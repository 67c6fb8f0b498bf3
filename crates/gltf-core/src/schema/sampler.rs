//! Texture sampling state.
//!
//! Filter and wrap modes are stored as their raw GL codes so that a document
//! with an unknown code still round-trips; consumers map them and decide what
//! to do with codes they don't know.

use std::io;

use crate::error::Result;
use crate::object::{GltfObject, ObjectBase, RootObject};
use crate::parser::Parser;
use crate::root::GltfRoot;
use crate::table::RootArray;
use crate::writer::Writer;

pub const NEAREST: usize = 9728;
pub const LINEAR: usize = 9729;
pub const NEAREST_MIPMAP_NEAREST: usize = 9984;
pub const LINEAR_MIPMAP_NEAREST: usize = 9985;
pub const NEAREST_MIPMAP_LINEAR: usize = 9986;
pub const LINEAR_MIPMAP_LINEAR: usize = 9987;

pub const CLAMP_TO_EDGE: usize = 33071;
pub const MIRRORED_REPEAT: usize = 33648;
pub const REPEAT: usize = 10497;

#[derive(Debug)]
pub struct Sampler {
    pub name: String,
    pub mag_filter: Option<usize>,
    pub min_filter: Option<usize>,
    pub wrap_s: usize,
    pub wrap_t: usize,
    pub base: ObjectBase,
}

impl Default for Sampler {
    fn default() -> Self {
        Sampler {
            name: String::new(),
            mag_filter: None,
            min_filter: None,
            wrap_s: REPEAT,
            wrap_t: REPEAT,
            base: ObjectBase::default(),
        }
    }
}

impl GltfObject for Sampler {
    fn parse_property(&mut self, parser: &mut Parser<'_>, key: &str) -> Result<()> {
        match key {
            "name" => self.name = parser.parse_string()?,
            "magFilter" => self.mag_filter = Some(parser.parse_index()?),
            "minFilter" => self.min_filter = Some(parser.parse_index()?),
            "wrapS" => self.wrap_s = parser.parse_index()?,
            "wrapT" => self.wrap_t = parser.parse_index()?,
            _ => return self.base.parse_property(parser, key),
        }
        Ok(())
    }

    fn write_properties(&self, w: &mut Writer<'_>) -> io::Result<()> {
        w.write_property("magFilter", &self.mag_filter)?;
        w.write_property("minFilter", &self.min_filter)?;
        w.write_property("wrapS", &self.wrap_s)?;
        w.write_property("wrapT", &self.wrap_t)?;
        w.write_property("name", &self.name)?;
        self.base.write_properties(w)
    }
}

impl RootObject for Sampler {
    const TYPE_NAME: &'static str = "Sampler";

    fn name(&self) -> &str {
        &self.name
    }

    fn set_name(&mut self, name: String) {
        self.name = name;
    }

    fn table(root: &GltfRoot) -> &RootArray<Self> {
        &root.samplers
    }

    fn table_mut(root: &mut GltfRoot) -> &mut RootArray<Self> {
        &mut root.samplers
    }
}
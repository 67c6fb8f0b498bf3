//! Binary payloads, external or embedded.

use std::io::{self, Read};

use log::error;

use crate::error::{GltfError, Result};
use crate::object::{GltfObject, ObjectBase, RootObject};
use crate::parser::Parser;
use crate::root::GltfRoot;
use crate::table::RootArray;
use crate::uri::{SearchPath, UriReference};
use crate::writer::Writer;

/// A buffer. Its bytes come from `uri` (see [`Buffer::load`]) or, for the
/// first buffer of a GLB file, from the binary chunk.
#[derive(Debug, Default)]
pub struct Buffer {
    pub name: String,
    pub uri: Option<UriReference>,
    pub byte_length: usize,
    /// Loaded contents; not serialized as JSON.
    pub data: Vec<u8>,
    pub base: ObjectBase,
}

impl Buffer {
    pub fn is_loaded(&self) -> bool {
        !self.data.is_empty() || self.byte_length == 0
    }

    /// Loads the contents named by `uri`, resolving file names on
    /// `search_path`. A size that differs from `byte_length` is logged, and
    /// the loaded size wins.
    pub fn load(&mut self, search_path: &SearchPath) -> Result<()> {
        let Some(uri) = self.uri.as_mut() else {
            return Err(GltfError::NotFound("buffer without uri".to_string()));
        };
        if uri.has_filename() {
            uri.resolve(search_path).map_err(|e| {
                error!("Failed to find buffer {}", uri);
                e
            })?;
        }
        self.data = uri.read()?;

        if self.data.len() != self.byte_length {
            error!(
                "Number of bytes in buffer file {} ({}) did not match specified byteLength {}",
                uri,
                self.data.len(),
                self.byte_length
            );
        }
        Ok(())
    }

    /// Reads exactly `byte_length` bytes.
    pub fn read_from(&mut self, input: &mut dyn Read) -> Result<()> {
        let mut data = vec![0u8; self.byte_length];
        input.read_exact(&mut data).map_err(|e| {
            error!(
                "Expected to read {} bytes for buffer: {}",
                self.byte_length, e
            );
            GltfError::from(e)
        })?;
        self.data = data;
        Ok(())
    }
}

impl GltfObject for Buffer {
    fn parse_property(&mut self, parser: &mut Parser<'_>, key: &str) -> Result<()> {
        match key {
            "name" => self.name = parser.parse_string()?,
            "uri" => self.uri = Some(UriReference::new(&parser.parse_string()?)),
            "byteLength" => {
                self.byte_length = parser.parse_index()?;
                if self.byte_length == 0 {
                    return Err(parser.schema_error("byteLength", "must be positive"));
                }
            }
            _ => return self.base.parse_property(parser, key),
        }
        Ok(())
    }

    fn write_properties(&self, w: &mut Writer<'_>) -> io::Result<()> {
        if self.byte_length == 0 {
            error!("Buffer {:?} has invalid byte length 0", self.name);
        }
        w.write_property("uri", &self.uri)?;
        w.write_property("byteLength", &self.byte_length)?;
        w.write_property("name", &self.name)?;
        self.base.write_properties(w)
    }
}

impl RootObject for Buffer {
    const TYPE_NAME: &'static str = "Buffer";

    fn name(&self) -> &str {
        &self.name
    }

    fn set_name(&mut self, name: String) {
        self.name = name;
    }

    fn table(root: &GltfRoot) -> &RootArray<Self> {
        &root.buffers
    }

    fn table_mut(root: &mut GltfRoot) -> &mut RootArray<Self> {
        &mut root.buffers
    }

    fn summary(&self) -> String {
        match &self.uri {
            Some(uri) => format!("uri={}, {} bytes", uri, self.byte_length),
            None => format!("internal, {} bytes", self.byte_length),
        }
    }
}

#[cfg(test)]
mod tests {
    use super::*;

    #[test]
    fn test_load_data_uri_with_length_mismatch() {
        let mut buffer = Buffer {
            uri: Some(UriReference::data_uri("application/octet-stream", b"abcd")),
            byte_length: 8,
            ..Default::default()
        };
        buffer.load(&SearchPath::new()).unwrap();
        assert_eq!(buffer.data, b"abcd");
    }

    #[test]
    fn test_read_from_short_stream() {
        let mut buffer = Buffer {
            byte_length: 4,
            ..Default::default()
        };
        let mut input: &[u8] = b"ab";
        assert!(buffer.read_from(&mut input).is_err());
        let mut input: &[u8] = b"abcdef";
        buffer.read_from(&mut input).unwrap();
        assert_eq!(buffer.data, b"abcd");
    }
}
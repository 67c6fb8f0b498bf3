//! Meshes and their primitives.

use std::io;

use crate::error::Result;
use crate::object::{plural, GltfObject, ObjectBase, RootObject};
use crate::parser::Parser;
use crate::root::GltfRoot;
use crate::schema::{Accessor, Material};
use crate::table::{Handle, RootArray};
use crate::value::Dictionary;
use crate::writer::Writer;

/// Topology of a primitive.
#[derive(Debug, Clone, Copy, PartialEq, Eq, Hash, Default)]
pub enum PrimitiveMode {
    Points,
    Lines,
    LineLoop,
    LineStrip,
    #[default]
    Triangles,
    TriangleStrip,
    TriangleFan,
}

impl PrimitiveMode {
    pub fn from_gl(code: usize) -> Option<Self> {
        match code {
            0 => Some(PrimitiveMode::Points),
            1 => Some(PrimitiveMode::Lines),
            2 => Some(PrimitiveMode::LineLoop),
            3 => Some(PrimitiveMode::LineStrip),
            4 => Some(PrimitiveMode::Triangles),
            5 => Some(PrimitiveMode::TriangleStrip),
            6 => Some(PrimitiveMode::TriangleFan),
            _ => None,
        }
    }

    pub fn gl_code(self) -> usize {
        match self {
            PrimitiveMode::Points => 0,
            PrimitiveMode::Lines => 1,
            PrimitiveMode::LineLoop => 2,
            PrimitiveMode::LineStrip => 3,
            PrimitiveMode::Triangles => 4,
            PrimitiveMode::TriangleStrip => 5,
            PrimitiveMode::TriangleFan => 6,
        }
    }
}

#[derive(Debug, Default)]
pub struct Mesh {
    pub name: String,
    pub primitives: Vec<Primitive>,
    /// Default morph target weights.
    pub weights: Vec<f64>,
    pub base: ObjectBase,
}

impl GltfObject for Mesh {
    fn parse_property(&mut self, parser: &mut Parser<'_>, key: &str) -> Result<()> {
        match key {
            "name" => self.name = parser.parse_string()?,
            "primitives" => self.primitives = parser.parse_object_array()?,
            "weights" => self.weights = parser.parse_number_array()?,
            _ => return self.base.parse_property(parser, key),
        }
        Ok(())
    }

    fn write_properties(&self, w: &mut Writer<'_>) -> io::Result<()> {
        w.write_property("primitives", &self.primitives)?;
        w.write_property("weights", &self.weights)?;
        w.write_property("name", &self.name)?;
        self.base.write_properties(w)
    }
}

impl RootObject for Mesh {
    const TYPE_NAME: &'static str = "Mesh";

    fn name(&self) -> &str {
        &self.name
    }

    fn set_name(&mut self, name: String) {
        self.name = name;
    }

    fn table(root: &GltfRoot) -> &RootArray<Self> {
        &root.meshes
    }

    fn table_mut(root: &mut GltfRoot) -> &mut RootArray<Self> {
        &mut root.meshes
    }

    fn summary(&self) -> String {
        plural(self.primitives.len(), "primitive")
    }
}

/// Geometry to be rendered with a single material.
#[derive(Debug, Default)]
pub struct Primitive {
    /// Vertex attribute semantic (`POSITION`, `TEXCOORD_0`, ...) to accessor.
    pub attributes: Dictionary<Handle<Accessor>>,
    pub indices: Option<Handle<Accessor>>,
    pub material: Option<Handle<Material>>,
    pub mode: PrimitiveMode,
    /// Morph targets, each a semantic-to-accessor map.
    pub targets: Vec<Dictionary<Handle<Accessor>>>,
    pub base: ObjectBase,
}

impl Primitive {
    /// Every accessor the primitive refers to.
    pub fn accessors(&self) -> impl Iterator<Item = &Handle<Accessor>> + '_ {
        self.attributes
            .values()
            .chain(self.indices.iter())
            .chain(self.targets.iter().flat_map(|target| target.values()))
    }
}

impl GltfObject for Primitive {
    fn parse_property(&mut self, parser: &mut Parser<'_>, key: &str) -> Result<()> {
        match key {
            "attributes" => self.attributes = parser.parse_dictionary(|p| p.parse_ref())?,
            "indices" => self.indices = Some(parser.parse_ref()?),
            "material" => self.material = Some(parser.parse_ref()?),
            "mode" => {
                let code = parser.parse_index()?;
                self.mode = PrimitiveMode::from_gl(code).ok_or_else(|| {
                    parser.schema_error("mode", format!("unknown primitive mode {}", code))
                })?;
            }
            "targets" => {
                self.targets = parser.parse_array(|p| p.parse_dictionary(|p| p.parse_ref()))?
            }
            _ => return self.base.parse_property(parser, key),
        }
        Ok(())
    }

    fn write_properties(&self, w: &mut Writer<'_>) -> io::Result<()> {
        w.write_property_always("attributes", &self.attributes)?;
        w.write_property("indices", &self.indices)?;
        w.write_property("material", &self.material)?;
        if self.mode != PrimitiveMode::Triangles {
            w.write_property("mode", &self.mode.gl_code())?;
        }
        w.write_property("targets", &self.targets)?;
        self.base.write_properties(w)
    }
}
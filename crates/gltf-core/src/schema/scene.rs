//! Scenes: sets of root nodes.

use std::io;

use crate::error::Result;
use crate::object::{plural, GltfObject, ObjectBase, RootObject};
use crate::parser::Parser;
use crate::root::GltfRoot;
use crate::schema::Node;
use crate::table::{Handle, RootArray};
use crate::writer::Writer;

#[derive(Debug, Default)]
pub struct Scene {
    pub name: String,
    pub nodes: Vec<Handle<Node>>,
    pub base: ObjectBase,
}

impl GltfObject for Scene {
    fn parse_property(&mut self, parser: &mut Parser<'_>, key: &str) -> Result<()> {
        match key {
            "name" => self.name = parser.parse_string()?,
            "nodes" => self.nodes = parser.parse_ref_array()?,
            _ => return self.base.parse_property(parser, key),
        }
        Ok(())
    }

    fn write_properties(&self, w: &mut Writer<'_>) -> io::Result<()> {
        w.write_property("nodes", &self.nodes)?;
        w.write_property("name", &self.name)?;
        self.base.write_properties(w)
    }
}

impl RootObject for Scene {
    const TYPE_NAME: &'static str = "Scene";
    // Scenes are the roots of reachability; an unreferenced scene is still
    // part of the document.
    const COLLECTABLE: bool = false;

    fn name(&self) -> &str {
        &self.name
    }

    fn set_name(&mut self, name: String) {
        self.name = name;
    }

    fn table(root: &GltfRoot) -> &RootArray<Self> {
        &root.scenes
    }

    fn table_mut(root: &mut GltfRoot) -> &mut RootArray<Self> {
        &mut root.scenes
    }

    fn summary(&self) -> String {
        plural(self.nodes.len(), "node")
    }
}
+-------+
Scan the data above for the string "core". Copy every line in which it appears.

filename crates/gltf-core/src/schema/sampler.rs
filename crates/gltf-core/src/schema/scene.rs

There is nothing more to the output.